The all-oral and second-generation treatments led to an average additional 3.17 and 2.18 QALYs, respectively, and cost a respective $96,166 and $116,765 per cure.

When considering both the economic benefit of additional QALYs and the savings associated with reduced lifetime treatment costs related to hep C, the investigators found the societal value of a cure was $197,574 for the all-oral regimens and $122,580 for the second-generation treatments. For people with hep C and cirrhosis, the respective corresponding figures were even greater: $227,534 and $125,908.

All told, the study authors estimated that if society invested a respective $128 billion and $109 billion to cover the cost of treating hep C with all-oral and second-generation regimens, it would reap a respective $299 billion and $185 billion in savings over time.

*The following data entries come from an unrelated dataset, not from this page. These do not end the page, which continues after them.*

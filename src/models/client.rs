// src/models/client.rs

use chrono::{DateTime, Utc};
use serde::{Deserialize, Serialize};
use sqlx::FromRow;
use utoipa::ToSchema;
use validator::Validate;

use crate::{
    common::{
        error::AppError,
        format::{format_document, format_phone, normalize_cep},
    },
    models::address::{Address, PostalCodeField},
};

// --- ENUMS ---

// Mapeia o CREATE TYPE tipo_documento do banco
#[derive(Debug, Clone, Copy, Default, PartialEq, Eq, Serialize, Deserialize, sqlx::Type, ToSchema)]
#[sqlx(type_name = "tipo_documento", rename_all = "lowercase")]
#[serde(rename_all = "lowercase")]
pub enum DocumentType {
    #[default]
    Cpf,
    Cnpj,
}

impl DocumentType {
    pub fn label(self) -> &'static str {
        match self {
            DocumentType::Cpf => "CPF",
            DocumentType::Cnpj => "CNPJ",
        }
    }

    pub fn digit_count(self) -> usize {
        match self {
            DocumentType::Cpf => 11,
            DocumentType::Cnpj => 14,
        }
    }

    pub fn mask(self) -> &'static str {
        match self {
            DocumentType::Cpf => "999.999.999-99",
            DocumentType::Cnpj => "99.999.999/9999-99",
        }
    }
}

// --- CLIENTE (como está no banco) ---

#[derive(Debug, Clone, Serialize, Deserialize, FromRow, ToSchema)]
pub struct Client {
    pub id: i64,
    pub nome_completo: String,
    pub tipo_documento: DocumentType,
    pub documento: String,
    pub email: String,
    pub telefone: String,
    pub telefone_extra: Option<String>,
    pub cep: String,
    pub logradouro: Option<String>,
    pub bairro: Option<String>,
    pub cidade: Option<String>,
    pub estado: Option<String>,
    pub numero: String,
    pub complemento: Option<String>,
    pub rg: Option<String>,
    pub cnh: Option<String>,
    pub advogado_id: Option<i64>,
    pub tipo_cadastro: String,
    pub created_at: DateTime<Utc>,
    pub updated_at: DateTime<Utc>,
    pub created_by: String,
    pub updated_by: String,
}

/// Opção de cliente nos seletores (id + nome + dono direto).
#[derive(Debug, Clone, PartialEq, Eq, Serialize, Deserialize, FromRow, ToSchema)]
pub struct ClientOption {
    pub id: i64,
    pub nome_completo: String,
    pub advogado_id: Option<i64>,
}

/// Cliente que aparece nos processos do advogado (listagens).
#[derive(Debug, Clone, PartialEq, Eq, Serialize, ToSchema)]
pub struct ClientBrief {
    pub id: i64,
    pub nome_completo: String,
}

// --- ENTRADA TIPADA ---

/// Cliente validado, pronto para gravação. Campos opcionais vazios já
/// chegaram aqui como `None`.
#[derive(Debug, Clone, PartialEq)]
pub struct ClientInput {
    pub nome_completo: String,
    pub tipo_documento: DocumentType,
    pub documento: String,
    pub email: String,
    pub telefone: String,
    pub telefone_extra: Option<String>,
    pub cep: String,
    pub endereco: Option<Address>,
    pub numero: String,
    pub complemento: Option<String>,
    pub rg: Option<String>,
    pub cnh: Option<String>,
}

/// Linha completa enviada ao banco num insert/update.
#[derive(Debug, Clone, PartialEq)]
pub struct ClientRecord {
    pub input: ClientInput,
    pub advogado_id: i64,
    pub actor: String,
    pub at: DateTime<Utc>,
}

// --- ESTADO DO FORMULÁRIO ---

/// Estado transitório do formulário de cliente, do jeito que foi digitado.
#[derive(Debug, Clone, Default, PartialEq)]
pub struct ClientDraft {
    pub nome_completo: String,
    pub tipo_documento: DocumentType,
    pub documento: String,
    pub email: String,
    pub telefone: String,
    pub telefone_extra: String,
    pub cep: PostalCodeField,
    pub numero: String,
    pub complemento: String,
    pub rg: String,
    pub cnh: String,
}

/// "string vazia" vira ausência explícita
pub fn non_empty(value: &str) -> Option<String> {
    let trimmed = value.trim();
    (!trimmed.is_empty()).then(|| trimmed.to_string())
}

fn required(value: &str, field: &str) -> Result<String, AppError> {
    non_empty(value).ok_or_else(|| AppError::invalid(format!("O campo {field} é obrigatório.")))
}

impl ClientDraft {
    /// Preenche o formulário a partir de um cliente existente (edição).
    pub fn from_client(client: &Client) -> Self {
        let endereco = Address {
            logradouro: client.logradouro.clone().unwrap_or_default(),
            bairro: client.bairro.clone().unwrap_or_default(),
            cidade: client.cidade.clone().unwrap_or_default(),
            estado: client.estado.clone().unwrap_or_default(),
        };
        Self {
            nome_completo: client.nome_completo.clone(),
            tipo_documento: client.tipo_documento,
            documento: client.documento.clone(),
            email: client.email.clone(),
            telefone: client.telefone.clone(),
            telefone_extra: client.telefone_extra.clone().unwrap_or_default(),
            cep: PostalCodeField::resolved(&client.cep, endereco),
            numero: client.numero.clone(),
            complemento: client.complemento.clone().unwrap_or_default(),
            rg: client.rg.clone().unwrap_or_default(),
            cnh: client.cnh.clone().unwrap_or_default(),
        }
    }

    /// Volta todos os campos ao padrão.
    pub fn reset(&mut self) {
        *self = Self::default();
    }

    /// Valida o formulário (sem tocar em nenhum colaborador externo).
    pub fn to_input(&self) -> Result<ClientInput, AppError> {
        let nome_completo = required(&self.nome_completo, "nome completo")?;
        let documento = required(&self.documento, "documento")?;
        let email = required(&self.email, "e-mail")?;
        let telefone = required(&self.telefone, "telefone")?;
        let cep = required(self.cep.value(), "CEP")?;
        let numero = required(&self.numero, "número")?;

        let documento = format_document(self.tipo_documento, &documento)?;
        if !validator::ValidateEmail::validate_email(&email) {
            return Err(AppError::invalid(format!("E-mail inválido: '{email}'.")));
        }
        let telefone = format_phone(&telefone)?;
        let telefone_extra = non_empty(&self.telefone_extra)
            .map(|t| format_phone(&t))
            .transpose()?;
        let cep = normalize_cep(&cep)?;

        Ok(ClientInput {
            nome_completo,
            tipo_documento: self.tipo_documento,
            documento,
            email,
            telefone,
            telefone_extra,
            cep,
            endereco: self.cep.address().cloned(),
            numero,
            complemento: non_empty(&self.complemento),
            rg: non_empty(&self.rg),
            cnh: non_empty(&self.cnh),
        })
    }
}

// --- PAYLOAD DA API ---

#[derive(Debug, Clone, Default, Deserialize, Validate, ToSchema)]
#[serde(default)]
pub struct ClientPayload {
    #[validate(length(min = 1, message = "O campo nome completo é obrigatório."))]
    #[schema(example = "Maria da Silva")]
    pub nome_completo: String,
    pub tipo_documento: DocumentType,
    #[validate(length(min = 1, message = "O campo documento é obrigatório."))]
    #[schema(example = "123.456.789-01")]
    pub documento: String,
    #[validate(email(message = "O e-mail fornecido é inválido."))]
    pub email: String,
    #[validate(length(min = 1, message = "O campo telefone é obrigatório."))]
    #[schema(example = "(11) 98765-4321")]
    pub telefone: String,
    pub telefone_extra: String,
    #[validate(length(min = 1, message = "O campo CEP é obrigatório."))]
    #[schema(example = "01310-100")]
    pub cep: String,
    #[validate(length(min = 1, message = "O campo número é obrigatório."))]
    pub numero: String,
    pub complemento: String,
    pub rg: String,
    pub cnh: String,
}

impl ClientPayload {
    /// Aplica o que foi digitado sobre o formulário. O CEP passa pela
    /// máquina de estados: se virou um código novo, fica pendente de consulta.
    pub fn apply_to(self, draft: &mut ClientDraft) {
        draft.nome_completo = self.nome_completo;
        draft.tipo_documento = self.tipo_documento;
        draft.documento = self.documento;
        draft.email = self.email;
        draft.telefone = self.telefone;
        draft.telefone_extra = self.telefone_extra;
        draft.cep.on_input(&self.cep);
        draft.numero = self.numero;
        draft.complemento = self.complemento;
        draft.rg = self.rg;
        draft.cnh = self.cnh;
    }
}

#[derive(Debug, Clone, Serialize, ToSchema)]
pub struct UpsertClientResponse {
    pub id: i64,
    // Aviso não bloqueante (ex.: CEP não encontrado)
    pub aviso: Option<String>,
}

Increasing the willingness-to-pay figure from $50,000 to what the study authors considered “a more reasonable” $150,000—a dollar amount that tends to be more applicable to United States–based economic models—this raised the society-wide benefit of curing everyone with genotype 1 with all-oral regimens to more than $780 billion.

These calculations likely underestimate the positive economic impact of curing hep C because they did not factor in savings related to hep C­–driven health problems outside of liver disease; other researchers have estimated that such effects cost the health care system more than $2 billion annually. Nor does the paper consider the economic impact of increased work productivity after individuals have been cured of the virus; other academics have found that lower productivity related to the virus drains an annual $7 billion from the economy and that curing hep C could result in a $2.7 billion annual boost.

Younossi is optimistic that the economic benefits he and his colleagues highlighted in their paper will likely only increase with the introduction of new hep C treatments in the coming years.

“I think what’s going to happen is that the fact that there is market pressure in terms of competition—the negotiated prices for these drugs will go down,” Younossi says. “So that will benefit this model even more. Because the cost of treatment is going to be lower, and the efficacy is going to be the same or higher.”

The cost of treatment aside, simply getting people into a doctor’s office to receive a prescription for hep C medications remains a steep uphill battle.

“The challenge now is to identify the patients,” Younossi says. “We still have a great number of patients out there who are not screened, identified and linked to care.”